Edit: I mean, even actual food stamps don't make you sell your house to qualify.
They're wealthy, but can only access that wealth by moving somewhere else (probably out of state), becoming homeless, or taking on potentially risky bets like a reverse mortgage.
Or, to put it another way, why should they no longer be able to live in their home just because the market went crazy?
The market didn't go crazy, it saw an uptick in demand. They should be booted because their homes should be replaced with high-rises with enough room for them AND the new demand.
It's not that EIRs themselves are especially troublesome. But the reviews are the hook for litigation by NIMBYs, especially in California where the state-based environmental review law makes it incredibly easy for challengers to tie up a project in court for an eternity; even tiny developments. Exceedingly rare is the case where a legitimate environmental issue is at stake; and on the whole EIRs have had the effect of encouraging urban sprawl--there are fewer challenges to EIRs in less populated areas.
It's really difficult to keep investments lined-up for an indeterminate amount of time. Time and indeterminism is perhaps the most costly aspect.

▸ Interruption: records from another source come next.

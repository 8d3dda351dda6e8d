//! Immutable name → locator mapping built once per page model.

use crate::{
    definition::LocatorDefinition,
    error::{LocatorError, Result},
    loader::LocatorManifest,
};
use std::collections::HashMap;
use std::path::Path;
use tracing::info;

/// Lookup table over one manifest's element definitions.
///
/// Names are unique; the catalog never changes after construction.
#[derive(Debug, Clone)]
pub struct LocatorCatalog {
    name: String,
    origin: String,
    definitions: HashMap<String, LocatorDefinition>,
}

impl LocatorCatalog {
    /// Build a catalog from a validated manifest.
    #[must_use]
    pub fn from_manifest(manifest: LocatorManifest) -> Self {
        let (name, origin, elements) = manifest.into_parts();
        let definitions: HashMap<_, _> = elements
            .into_iter()
            .map(|def| (def.name().to_string(), def))
            .collect();

        info!(
            catalog = %name,
            origin = %origin,
            count = definitions.len(),
            "built locator catalog"
        );

        Self {
            name,
            origin,
            definitions,
        }
    }

    /// Parse JSON text and build a catalog from it.
    pub fn from_json(json: &str, origin: &str) -> Result<Self> {
        LocatorManifest::from_json(json, origin).map(Self::from_manifest)
    }

    /// Load a manifest file and build a catalog from it.
    pub fn load(path: &Path) -> Result<Self> {
        LocatorManifest::load(path).map(Self::from_manifest)
    }

    /// Catalog name, taken from the manifest.
    #[must_use]
    pub fn name(&self) -> &str {
        &self.name
    }

    /// Where the manifest came from.
    #[must_use]
    pub fn origin(&self) -> &str {
        &self.origin
    }

    /// Look up a definition by element name.
    ///
    /// # Errors
    /// Returns [`LocatorError::NotFound`] if the name is not declared.
    pub fn get(&self, name: &str) -> Result<&LocatorDefinition> {
        self.definitions.get(name).ok_or_else(|| LocatorError::NotFound {
            name: name.to_string(),
        })
    }

    /// Whether `name` is declared.
    #[must_use]
    pub fn contains(&self, name: &str) -> bool {
        self.definitions.contains_key(name)
    }

    /// Number of declared elements.
    #[must_use]
    pub fn len(&self) -> usize {
        self.definitions.len()
    }

    /// Always false for a catalog built from a valid manifest.
    #[must_use]
    pub fn is_empty(&self) -> bool {
        self.definitions.is_empty()
    }

    /// Declared element names, sorted.
    #[must_use]
    pub fn names(&self) -> Vec<&str> {
        let mut names: Vec<&str> = self.definitions.keys().map(String::as_str).collect();
        names.sort_unstable();
        names
    }
}

#[cfg(test)]
mod tests {
    use super::*;
    use crate::definition::LocatorKind;

    fn catalog() -> LocatorCatalog {
        LocatorCatalog::from_json(
            r#"{"Name":"Orders","Elements":[
                {"Name":"ORDER_TYPE","Type":"id","Value":"ddlOrderType"},
                {"Name":"PAGE_COUNT","Type":"xpath","Value":"//tr[@class='pager']//td"}
            ]}"#,
            "inline",
        )
        .expect("valid catalog")
    }

    #[test]
    fn test_lookup() {
        let catalog = catalog();
        let def = catalog.get("ORDER_TYPE").expect("declared");
        assert_eq!(def.kind(), LocatorKind::Id);
        assert_eq!(def.value(), "ddlOrderType");
        assert_eq!(catalog.len(), 2);
        assert_eq!(catalog.names(), vec!["ORDER_TYPE", "PAGE_COUNT"]);
    }

    #[test]
    fn test_missing_name() {
        let err = catalog().get("SEARCH_BUTTON").expect_err("not declared");
        assert_eq!(
            err,
            LocatorError::NotFound {
                name: "SEARCH_BUTTON".to_string()
            }
        );
    }
}
//! Harvest Locator - named element locators loaded from JSON manifests.
//!
//! A page's elements are declared once in a manifest and looked up by name.
//! Values may carry `{0}`/`{1}` placeholders that are filled per row/column.
//!
//! # Architecture
//!
//! - **Definitions** ([`definition`]): locator strategies, manifest entries, concrete locators
//! - **Loader** ([`loader`]): JSON manifest parsing and validation
//! - **Catalog** ([`catalog`]): immutable name lookup
//! - **Errors** ([`error`]): manifest and lookup errors
//!
//! # Example
//!
//! ```rust
//! use harvest_locator::LocatorCatalog;
//!
//! # fn main() -> Result<(), Box<dyn std::error::Error>> {
//! let catalog = LocatorCatalog::from_json(
//!     r#"{"Name":"Orders","Elements":[{"Name":"ROW","Type":"xpath","Value":"//tr[{0}]"}]}"#,
//!     "inline",
//! )?;
//!
//! let row = catalog.get("ROW")?.locator().specialize(&[3]);
//! assert_eq!(row.value(), "//tr[3]");
//! # Ok(())
//! # }
//! ```

#![warn(missing_docs)]
#![warn(clippy::all)]
#![warn(clippy::pedantic)]
#![allow(clippy::module_name_repetitions)]
#![allow(clippy::missing_errors_doc)]
#![allow(clippy::missing_panics_doc)]

pub mod catalog;
pub mod definition;
pub mod error;
pub mod loader;

// Re-export commonly used types
pub use catalog::LocatorCatalog;
pub use definition::{Locator, LocatorDefinition, LocatorKind};
pub use error::{LocatorError, Result};
pub use loader::LocatorManifest;
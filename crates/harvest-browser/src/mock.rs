//! Scriptable in-memory driver for tests.
//!
//! Elements are keyed by [`Locator::key`], so a test registers exactly the
//! specialized locator values the code under test will ask for. Clicks can
//! trigger reactions that mutate the DOM, which is how page transitions and
//! expanding panels are simulated.

use crate::driver::{Driver, ElementState, SelectBy};
use crate::error::{BrowserError, Result};
use harvest_locator::Locator;
use serde_json::Value;
use std::collections::{HashMap, VecDeque};
use std::sync::{Mutex, MutexGuard};

/// One fake element.
#[derive(Debug, Clone)]
pub struct MockElement {
    /// Rendered text
    pub text: String,
    /// Input value
    pub value: String,
    /// Inner HTML; falls back to `text` when unset
    pub html: Option<String>,
    /// Visible
    pub displayed: bool,
    /// Not disabled
    pub enabled: bool,
    /// Checked/selected
    pub selected: bool,
    /// Clicking flips `selected`
    pub toggles: bool,
    /// Attribute values
    pub attributes: HashMap<String, String>,
    /// `<select>` options as (value, text)
    pub options: Vec<(String, String)>,
    /// Index of the selected option
    pub selected_option: Option<usize>,
}

impl MockElement {
    /// Visible, enabled element with the given text.
    pub fn new(text: impl Into<String>) -> Self {
        Self {
            text: text.into(),
            value: String::new(),
            html: None,
            displayed: true,
            enabled: true,
            selected: false,
            toggles: false,
            attributes: HashMap::new(),
            options: Vec::new(),
            selected_option: None,
        }
    }

    /// Present in the DOM but not displayed.
    pub fn hidden() -> Self {
        Self {
            displayed: false,
            ..Self::new("")
        }
    }

    /// A checkbox in the given state.
    pub fn checkbox(checked: bool) -> Self {
        Self {
            selected: checked,
            toggles: true,
            ..Self::new("")
        }
    }

    /// A `<select>` with (value, text) options and nothing selected.
    pub fn select(options: &[(&str, &str)]) -> Self {
        Self {
            options: options
                .iter()
                .map(|(v, t)| ((*v).to_string(), (*t).to_string()))
                .collect(),
            ..Self::new("")
        }
    }

    /// Mark as disabled.
    pub fn disabled(mut self) -> Self {
        self.enabled = false;
        self
    }

    /// Set an attribute.
    pub fn with_attribute(mut self, name: &str, value: &str) -> Self {
        self.attributes.insert(name.to_string(), value.to_string());
        self
    }
}

/// The fake document.
#[derive(Debug, Default)]
pub struct MockDom {
    elements: HashMap<String, MockElement>,
    counts: HashMap<String, usize>,
}

impl MockDom {
    /// Add or replace an element.
    pub fn insert(&mut self, key: impl Into<String>, element: MockElement) {
        self.elements.insert(key.into(), element);
    }

    /// Remove an element.
    pub fn remove(&mut self, key: &str) -> Option<MockElement> {
        self.elements.remove(key)
    }

    /// Mutable access to an existing element.
    pub fn get_mut(&mut self, key: &str) -> Option<&mut MockElement> {
        self.elements.get_mut(key)
    }

    /// Replace an element's text, inserting a visible element if absent.
    pub fn set_text(&mut self, key: &str, text: &str) {
        self.elements
            .entry(key.to_string())
            .or_insert_with(|| MockElement::new(""))
            .text = text.to_string();
    }

    /// Fix the match count reported for a multi-match locator.
    pub fn set_count(&mut self, key: impl Into<String>, count: usize) {
        self.counts.insert(key.into(), count);
    }

    fn count(&self, key: &str) -> usize {
        match self.counts.get(key) {
            Some(count) => *count,
            None => usize::from(self.elements.contains_key(key)),
        }
    }
}

type Reaction = Box<dyn FnMut(&mut MockDom) + Send>;

#[derive(Default)]
struct MockState {
    dom: MockDom,
    reactions: HashMap<String, Vec<Reaction>>,
    failures: HashMap<String, usize>,
    clicks: Vec<String>,
    navigations: Vec<String>,
    scripts: Vec<String>,
    script_results: VecDeque<Value>,
    url: String,
    windows: usize,
}

/// In-memory [`Driver`].
pub struct MockDriver {
    state: Mutex<MockState>,
}

impl Default for MockDriver {
    fn default() -> Self {
        Self::new()
    }
}

impl MockDriver {
    /// Empty document, one window.
    pub fn new() -> Self {
        Self {
            state: Mutex::new(MockState {
                url: "about:blank".to_string(),
                windows: 1,
                ..MockState::default()
            }),
        }
    }

    fn lock(&self) -> MutexGuard<'_, MockState> {
        // A panicking test thread poisons the lock; the state is still usable
        self.state.lock().unwrap_or_else(std::sync::PoisonError::into_inner)
    }

    /// Add or replace an element.
    pub fn insert(&self, key: impl Into<String>, element: MockElement) {
        self.lock().dom.insert(key, element);
    }

    /// Fix the match count reported for a multi-match locator.
    pub fn set_count(&self, key: impl Into<String>, count: usize) {
        self.lock().dom.set_count(key, count);
    }

    /// Mutate the document directly.
    pub fn with_dom<R>(&self, f: impl FnOnce(&mut MockDom) -> R) -> R {
        f(&mut self.lock().dom)
    }

    /// Run `reaction` every time the element at `key` is clicked.
    pub fn on_click(&self, key: impl Into<String>, reaction: impl FnMut(&mut MockDom) + Send + 'static) {
        self.lock()
            .reactions
            .entry(key.into())
            .or_default()
            .push(Box::new(reaction));
    }

    /// Make the next `times` reads or clicks of `key` fail.
    pub fn fail_next(&self, key: impl Into<String>, times: usize) {
        self.lock().failures.insert(key.into(), times);
    }

    /// Queue a value for the next `execute_script` call.
    pub fn push_script_result(&self, value: Value) {
        self.lock().script_results.push_back(value);
    }

    /// Set the number of open windows.
    pub fn set_window_count(&self, windows: usize) {
        self.lock().windows = windows;
    }

    /// Keys of every clicked element, in order.
    pub fn clicks(&self) -> Vec<String> {
        self.lock().clicks.clone()
    }

    /// How many times `key` was clicked.
    pub fn click_count(&self, key: &str) -> usize {
        self.lock().clicks.iter().filter(|k| *k == key).count()
    }

    /// URLs navigated to, in order.
    pub fn navigations(&self) -> Vec<String> {
        self.lock().navigations.clone()
    }

    /// Scripts passed to `execute_script`, in order.
    pub fn scripts(&self) -> Vec<String> {
        self.lock().scripts.clone()
    }

    /// Current input value of `key`.
    pub fn value_of(&self, key: &str) -> Option<String> {
        self.lock().dom.elements.get(key).map(|e| e.value.clone())
    }

    /// Text of the selected option of `key`.
    pub fn selected_option_of(&self, key: &str) -> Option<String> {
        let state = self.lock();
        let element = state.dom.elements.get(key)?;
        element
            .selected_option
            .and_then(|i| element.options.get(i))
            .map(|(_, text)| text.clone())
    }

    /// Whether `key` is currently selected/checked.
    pub fn is_checked(&self, key: &str) -> bool {
        self.lock().dom.elements.get(key).is_some_and(|e| e.selected)
    }

    fn take_failure(state: &mut MockState, key: &str) -> Result<()> {
        if let Some(remaining) = state.failures.get_mut(key) {
            if *remaining > 0 {
                *remaining -= 1;
                return Err(BrowserError::ChromiumError(format!("injected failure for {key}")));
            }
        }
        Ok(())
    }

    fn with_element<R>(
        &self,
        locator: &Locator,
        f: impl FnOnce(&mut MockElement) -> Result<R>,
    ) -> Result<R> {
        let key = locator.key();
        let mut state = self.lock();
        Self::take_failure(&mut state, &key)?;
        match state.dom.elements.get_mut(&key) {
            Some(element) => f(element),
            None => Err(BrowserError::NoSuchElement {
                locator: locator.to_string(),
            }),
        }
    }
}

#[async_trait::async_trait]
impl Driver for MockDriver {
    async fn navigate(&self, url: &str) -> Result<()> {
        let mut state = self.lock();
        state.navigations.push(url.to_string());
        state.url = url.to_string();
        Ok(())
    }

    async fn refresh(&self) -> Result<()> {
        let mut state = self.lock();
        let url = state.url.clone();
        state.navigations.push(url);
        Ok(())
    }

    async fn current_url(&self) -> Result<String> {
        Ok(self.lock().url.clone())
    }

    async fn count(&self, locator: &Locator) -> Result<usize> {
        let key = Locator::new(locator.kind(), locator.value()).key();
        Ok(self.lock().dom.count(&key))
    }

    async fn element_state(&self, locator: &Locator) -> Result<Option<ElementState>> {
        let state = self.lock();
        let key = locator.key();
        let element = state.dom.elements.get(&key).map(|e| ElementState {
            displayed: e.displayed,
            enabled: e.enabled,
            selected: e.selected,
        });
        // A locator registered only by its match count resolves to a plain element
        Ok(element.or_else(|| {
            (state.dom.count(&key) > 0).then_some(ElementState {
                displayed: true,
                enabled: true,
                selected: false,
            })
        }))
    }

    async fn text(&self, locator: &Locator) -> Result<String> {
        self.with_element(locator, |e| Ok(e.text.clone()))
    }

    async fn attribute(&self, locator: &Locator, name: &str) -> Result<Option<String>> {
        self.with_element(locator, |e| Ok(e.attributes.get(name).cloned()))
    }

    async fn inner_html(&self, locator: &Locator) -> Result<String> {
        self.with_element(locator, |e| Ok(e.html.clone().unwrap_or_else(|| e.text.clone())))
    }

    async fn click(&self, locator: &Locator) -> Result<()> {
        self.with_element(locator, |e| {
            if e.toggles {
                e.selected = !e.selected;
            }
            Ok(())
        })?;

        let key = locator.key();
        let mut state = self.lock();
        state.clicks.push(key.clone());
        let MockState { dom, reactions, .. } = &mut *state;
        if let Some(reactions) = reactions.get_mut(&key) {
            for reaction in reactions.iter_mut() {
                reaction(dom);
            }
        }
        Ok(())
    }

    async fn double_click(&self, locator: &Locator) -> Result<()> {
        self.click(locator).await?;
        self.click(locator).await
    }

    async fn clear(&self, locator: &Locator) -> Result<()> {
        self.with_element(locator, |e| {
            e.value.clear();
            Ok(())
        })
    }

    async fn type_text(&self, locator: &Locator, text: &str) -> Result<()> {
        self.with_element(locator, |e| {
            e.value.push_str(text);
            Ok(())
        })
    }

    async fn send_enter(&self, locator: &Locator) -> Result<()> {
        self.with_element(locator, |_| Ok(()))
    }

    async fn select(&self, locator: &Locator, by: &SelectBy) -> Result<()> {
        let display = locator.to_string();
        self.with_element(locator, |e| {
            let index = match by {
                SelectBy::Value(value) => e.options.iter().position(|(v, _)| v == value),
                SelectBy::Text(text) => e.options.iter().position(|(_, t)| t.trim() == text.trim()),
                SelectBy::Index(index) => (*index < e.options.len()).then_some(*index),
            };
            match index {
                Some(i) => {
                    e.selected_option = Some(i);
                    Ok(())
                }
                None => Err(BrowserError::Interaction {
                    locator: display,
                    reason: format!("no option matching {by:?}"),
                }),
            }
        })
    }

    async fn option_texts(&self, locator: &Locator) -> Result<Vec<String>> {
        self.with_element(locator, |e| Ok(e.options.iter().map(|(_, t)| t.clone()).collect()))
    }

    async fn selected_option_text(&self, locator: &Locator) -> Result<Option<String>> {
        self.with_element(locator, |e| {
            Ok(e.selected_option
                .and_then(|i| e.options.get(i))
                .map(|(_, t)| t.clone()))
        })
    }

    async fn scroll_into_view(&self, locator: &Locator) -> Result<()> {
        self.with_element(locator, |_| Ok(()))
    }

    async fn execute_script(&self, script: &str) -> Result<Value> {
        let mut state = self.lock();
        state.scripts.push(script.to_string());
        Ok(state.script_results.pop_front().unwrap_or(Value::Bool(true)))
    }

    async fn screenshot(&self) -> Result<Vec<u8>> {
        Ok(b"\x89PNG\r\n\x1a\n".to_vec())
    }

    async fn window_count(&self) -> Result<usize> {
        Ok(self.lock().windows)
    }

    async fn close_secondary_windows(&self) -> Result<()> {
        self.lock().windows = 1;
        Ok(())
    }
}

And it's compounded by the fact that California doesn't provide development-as-of-right, which means zoning reviews and permitting can drag out for years as committees hem and haw, or allow NIMBYs to control the process. Many if not most cases in the state are likely unconstitutional as a violation of Due Process. But the Supreme Court hates taking those cases because it's a tricky area of the law. Part of the problem is that developers are repeat players in the game, which means they tend to not want to, literally, make a federal case out of any particular project because they know they'll be black-balled on their next project. So the really good cases that would make for good law never materialize.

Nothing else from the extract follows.